◆ WORK REQUEST ◆
Each line in the entries below that holds the word "books" belongs in the answer.

◆ DATASET ENTRIES ◆
****************
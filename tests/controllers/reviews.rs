use axum::{
    body::Body,
    http::{self, Request, StatusCode},
};
use bookly::model::{Review, ReviewEntry};
use http_body_util::BodyExt;
use serde_json::json;

use crate::{AppStateTest, insert_fake_book};

fn review_request(method: &str, external_id: &str, token: &str, body: &str) -> Request<Body> {
    Request::builder()
        .method(method)
        .uri(format!("/books/{}/review", external_id))
        .header(http::header::CONTENT_TYPE, "application/json")
        .header(http::header::AUTHORIZATION, format!("bearer {}", token))
        .body(Body::from(
            serde_json::to_vec(&json!({ "body": body })).unwrap(),
        ))
        .unwrap()
}

#[tokio::test]
async fn store_should_upsert_review_in_place() {
    let mut test_state = AppStateTest::new(true).await;

    let (user, token) = test_state.generate_jwt_with_user().await;
    let book = insert_fake_book(&test_state.app_state.pool).await;

    let response = test_state
        .generate_response(review_request("POST", &book.external_id, &token, "First take"))
        .await;
    assert_eq!(response.status(), StatusCode::OK);

    let response = test_state
        .generate_response(review_request(
            "POST",
            &book.external_id,
            &token,
            "Second take",
        ))
        .await;
    assert_eq!(response.status(), StatusCode::OK);

    let body = response.into_body().collect().await.unwrap().to_bytes();
    let review: Review = serde_json::from_slice(&body).unwrap();
    assert_eq!(review.body, "Second take");
    assert_eq!(review.user_id, user.id);

    let count: i64 = sqlx::query_scalar("SELECT count(*) FROM reviews WHERE user_id = $1")
        .bind(user.id)
        .fetch_one(&test_state.app_state.pool)
        .await
        .unwrap();
    assert_eq!(count, 1);

    test_state.cleanup().await;
}

#[tokio::test]
async fn store_should_sanitize_markup() {
    let mut test_state = AppStateTest::new(true).await;

    let (_, token) = test_state.generate_jwt_with_user().await;
    let book = insert_fake_book(&test_state.app_state.pool).await;

    let response = test_state
        .generate_response(review_request(
            "POST",
            &book.external_id,
            &token,
            "Great<script>alert('x')</script> book",
        ))
        .await;
    assert_eq!(response.status(), StatusCode::OK);

    let body = response.into_body().collect().await.unwrap().to_bytes();
    let review: Review = serde_json::from_slice(&body).unwrap();
    assert!(!review.body.contains("script"));
    assert!(review.body.contains("Great"));

    // The stored row is clean too, not just the response.
    let stored: String = sqlx::query_scalar("SELECT body FROM reviews WHERE id = $1")
        .bind(review.id)
        .fetch_one(&test_state.app_state.pool)
        .await
        .unwrap();
    assert!(!stored.contains("script"));

    test_state.cleanup().await;
}

#[tokio::test]
async fn store_should_reject_empty_body() {
    let mut test_state = AppStateTest::new(true).await;

    let (_, token) = test_state.generate_jwt_with_user().await;
    let book = insert_fake_book(&test_state.app_state.pool).await;

    for body in ["", "   ", "<script>alert('x')</script>"] {
        let response = test_state
            .generate_response(review_request("POST", &book.external_id, &token, body))
            .await;
        assert_eq!(response.status(), StatusCode::BAD_REQUEST);
    }

    test_state.cleanup().await;
}

#[tokio::test]
async fn update_should_be_not_found_without_prior_review() {
    let mut test_state = AppStateTest::new(true).await;

    let (_, token) = test_state.generate_jwt_with_user().await;
    let book = insert_fake_book(&test_state.app_state.pool).await;

    let response = test_state
        .generate_response(review_request("PUT", &book.external_id, &token, "Take two"))
        .await;
    assert_eq!(response.status(), StatusCode::NOT_FOUND);

    test_state.cleanup().await;
}

#[tokio::test]
async fn update_should_replace_body() {
    let mut test_state = AppStateTest::new(true).await;

    let (_, token) = test_state.generate_jwt_with_user().await;
    let book = insert_fake_book(&test_state.app_state.pool).await;

    let response = test_state
        .generate_response(review_request("POST", &book.external_id, &token, "First take"))
        .await;
    assert_eq!(response.status(), StatusCode::OK);

    let response = test_state
        .generate_response(review_request("PUT", &book.external_id, &token, "Final take"))
        .await;
    assert_eq!(response.status(), StatusCode::OK);

    let body = response.into_body().collect().await.unwrap().to_bytes();
    let review: Review = serde_json::from_slice(&body).unwrap();
    assert_eq!(review.body, "Final take");

    test_state.cleanup().await;
}

#[tokio::test]
async fn destroy_should_be_not_found_without_prior_review() {
    let mut test_state = AppStateTest::new(true).await;

    let (_, token) = test_state.generate_jwt_with_user().await;
    let book = insert_fake_book(&test_state.app_state.pool).await;

    let request = Request::builder()
        .method("DELETE")
        .uri(format!("/books/{}/review", book.external_id))
        .header(http::header::AUTHORIZATION, format!("bearer {}", token))
        .body(Body::empty())
        .unwrap();

    let response = test_state.generate_response(request).await;
    assert_eq!(response.status(), StatusCode::NOT_FOUND);

    test_state.cleanup().await;
}

#[tokio::test]
async fn destroy_should_remove_review() {
    let mut test_state = AppStateTest::new(true).await;

    let (user, token) = test_state.generate_jwt_with_user().await;
    let book = insert_fake_book(&test_state.app_state.pool).await;

    let response = test_state
        .generate_response(review_request("POST", &book.external_id, &token, "A take"))
        .await;
    assert_eq!(response.status(), StatusCode::OK);

    let request = Request::builder()
        .method("DELETE")
        .uri(format!("/books/{}/review", book.external_id))
        .header(http::header::AUTHORIZATION, format!("bearer {}", token))
        .body(Body::empty())
        .unwrap();
    let response = test_state.generate_response(request).await;
    assert_eq!(response.status(), StatusCode::OK);

    let count: i64 = sqlx::query_scalar("SELECT count(*) FROM reviews WHERE user_id = $1")
        .bind(user.id)
        .fetch_one(&test_state.app_state.pool)
        .await
        .unwrap();
    assert_eq!(count, 0);

    test_state.cleanup().await;
}

#[tokio::test]
async fn index_should_list_reviews_publicly() {
    let mut test_state = AppStateTest::new(true).await;

    let (_, token) = test_state.generate_jwt_with_user().await;
    let book = insert_fake_book(&test_state.app_state.pool).await;

    let response = test_state
        .generate_response(review_request("POST", &book.external_id, &token, "Loved it"))
        .await;
    assert_eq!(response.status(), StatusCode::OK);

    let request = Request::builder()
        .uri(format!("/books/{}/reviews", book.external_id))
        .body(Body::empty())
        .unwrap();
    let response = test_state.generate_response(request).await;
    assert_eq!(response.status(), StatusCode::OK);

    let body = response.into_body().collect().await.unwrap().to_bytes();
    let entries: Vec<ReviewEntry> = serde_json::from_slice(&body).unwrap();
    assert_eq!(entries.len(), 1);
    assert_eq!(entries[0].body, "Loved it");
    assert!(entries[0].author.is_some());

    test_state.cleanup().await;
}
****************
◆ SOLVED PROBLEM ◆
        .uri(format!("/books/{}/review", external_id))
        .uri(format!("/books/{}/review", book.external_id))
        .uri(format!("/books/{}/review", book.external_id))
        .uri(format!("/books/{}/reviews", book.external_id))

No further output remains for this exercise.